Pike, muskie and other predator fly: The Thickness

Despite the synthetic fly tying materials craze, I still think natural fibers are the best for the bulk of my fly tying. You can’t beat the way the natural materials pulse, flicker and taper in the water. To that end, I’d like to introduce you to The Thickness. If you checked out The Chubby Chaser, we used a lot of the same techniques and materials, but you fish these flies very differently.

The Chubby Chaser was designed to suspend over deep rockpiles and drive structure-hugging bass nuts. It’s light-weight and designed to cast on a 6-wt rod with a sinking line.

The Thickness is designed for the super shallows, where the big predatory fish lay up after ice-out, fished on a floating or intermediate line, with an 8-wt rod. You want this thing pulsing about 2-4 inches under the surface of the water.

I would also add that this isn’t a fly for a trip to Canada where you’ll catch 100 snaky 24-inch pike in a day.
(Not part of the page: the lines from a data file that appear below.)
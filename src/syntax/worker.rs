//! Background highlighting thread
//!
//! One long-lived thread receives jobs over a channel and sends outcomes
//! back. Jobs carry their own text and rule snapshots, so the thread never
//! touches anything the owning thread can mutate.

use std::panic::{self, AssertUnwindSafe};
use std::sync::Arc;
use std::thread::{self, JoinHandle};
use std::time::Duration;

use crossbeam_channel::{unbounded, Receiver, RecvTimeoutError, Sender, TryRecvError};

use super::highlighter::{highlight_all, highlight_region};
use super::rule_set::RuleSnapshot;
use super::span_index::SpanIndex;
use super::style::Span;
use crate::error::{HighlightError, Result};

/// Which part of the text a job covers
#[derive(Debug, Clone, Copy, PartialEq, Eq)]
pub enum PassTarget {
    Full,
    Region { start: usize, end: usize },
}

/// A unit of work for the highlight thread
#[derive(Debug, Clone)]
pub struct HighlightJob {
    /// Monotonic pass number assigned by the scheduler
    pub pass: u64,
    pub text: Arc<str>,
    pub rules: RuleSnapshot,
    pub target: PassTarget,
    /// Colors already on the surface; region passes resolve conflicts
    /// against the ones outside the region
    pub seed: Arc<[Span]>,
}

/// Spans computed for `[start, end)` of the snapshot a job was built from
#[derive(Debug, Clone, PartialEq, Eq)]
pub struct HighlightOutcome {
    pub pass: u64,
    /// Start of the range whose old colors are replaced
    pub start: usize,
    /// End of the range whose old colors are replaced
    pub end: usize,
    pub spans: Vec<Span>,
}

impl HighlightJob {
    /// Run the pass on the calling thread
    pub fn run(&self) -> HighlightOutcome {
        let text: &str = &self.text;
        match self.target {
            PassTarget::Full => HighlightOutcome {
                pass: self.pass,
                start: 0,
                end: text.len(),
                spans: highlight_all(text, &self.rules),
            },
            PassTarget::Region { start, end } => {
                let mut index: SpanIndex = self.seed.iter().copied().collect();
                match highlight_region(text, &self.rules, &mut index, start, end) {
                    Some(region) => HighlightOutcome {
                        pass: self.pass,
                        start: region.start,
                        end: region.end,
                        spans: region.spans,
                    },
                    None => self.empty_outcome(),
                }
            }
        }
    }

    fn empty_outcome(&self) -> HighlightOutcome {
        HighlightOutcome {
            pass: self.pass,
            start: 0,
            end: 0,
            spans: Vec::new(),
        }
    }
}

/// Handle to the highlight thread
#[derive(Debug)]
pub struct HighlightWorker {
    jobs: Option<Sender<HighlightJob>>,
    results: Receiver<HighlightOutcome>,
    handle: Option<JoinHandle<()>>,
}

impl HighlightWorker {
    /// Start the thread
    pub fn spawn() -> Result<Self> {
        let (job_tx, job_rx) = unbounded::<HighlightJob>();
        let (result_tx, result_rx) = unbounded::<HighlightOutcome>();

        let handle = thread::Builder::new()
            .name("cglyph-highlight".to_string())
            .spawn(move || Self::run_loop(job_rx, result_tx))?;

        Ok(Self {
            jobs: Some(job_tx),
            results: result_rx,
            handle: Some(handle),
        })
    }

    fn run_loop(jobs: Receiver<HighlightJob>, results: Sender<HighlightOutcome>) {
        tracing::debug!("highlight worker started");
        for job in jobs.iter() {
            let outcome = match panic::catch_unwind(AssertUnwindSafe(|| job.run())) {
                Ok(outcome) => outcome,
                Err(_) => {
                    tracing::error!(pass = job.pass, "highlight pass panicked, discarding");
                    job.empty_outcome()
                }
            };
            if results.send(outcome).is_err() {
                break;
            }
        }
        tracing::debug!("highlight worker stopped");
    }

    /// Queue a job
    pub fn submit(&self, job: HighlightJob) -> Result<()> {
        let jobs = self.jobs.as_ref().ok_or(HighlightError::WorkerUnavailable)?;
        jobs.send(job).map_err(|_| HighlightError::WorkerUnavailable)
    }

    /// Take a finished outcome if one is waiting
    pub fn try_recv(&self) -> Option<HighlightOutcome> {
        match self.results.try_recv() {
            Ok(outcome) => Some(outcome),
            Err(TryRecvError::Empty) | Err(TryRecvError::Disconnected) => None,
        }
    }

    /// Wait up to `timeout` for a finished outcome
    pub fn recv_timeout(&self, timeout: Duration) -> Option<HighlightOutcome> {
        match self.results.recv_timeout(timeout) {
            Ok(outcome) => Some(outcome),
            Err(RecvTimeoutError::Timeout) | Err(RecvTimeoutError::Disconnected) => None,
        }
    }

    /// Stop accepting jobs and let the thread finish
    ///
    /// Does not wait for a running pass; its outcome is dropped.
    pub fn shutdown(&mut self) {
        self.jobs = None;
        // Detach: the thread exits once the job channel is drained
        self.handle.take();
    }

    pub fn is_running(&self) -> bool {
        self.jobs.is_some()
    }
}

impl Drop for HighlightWorker {
    fn drop(&mut self) {
        self.shutdown();
    }
}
Unless you’re a masochist or really love spinning deer hair. If you’re going into that situation, lash a couple rabbit strips to any wide-gap hook and knock yourself out.

The Thickness is for those waters where you need confidence to keep casting, where you need something to stand out. That wag, 50% slop, 50% sass… It should look like the fly version Kim Kardashian going blonde.

If you tried to stuff these with synthetics, it would look like this:

The Thickness

There’s something amazing about the bouncing, floating, wobble of a stuffed fly with a deer hair head. This is a Sir-Mix-A-Lot approved fly pattern.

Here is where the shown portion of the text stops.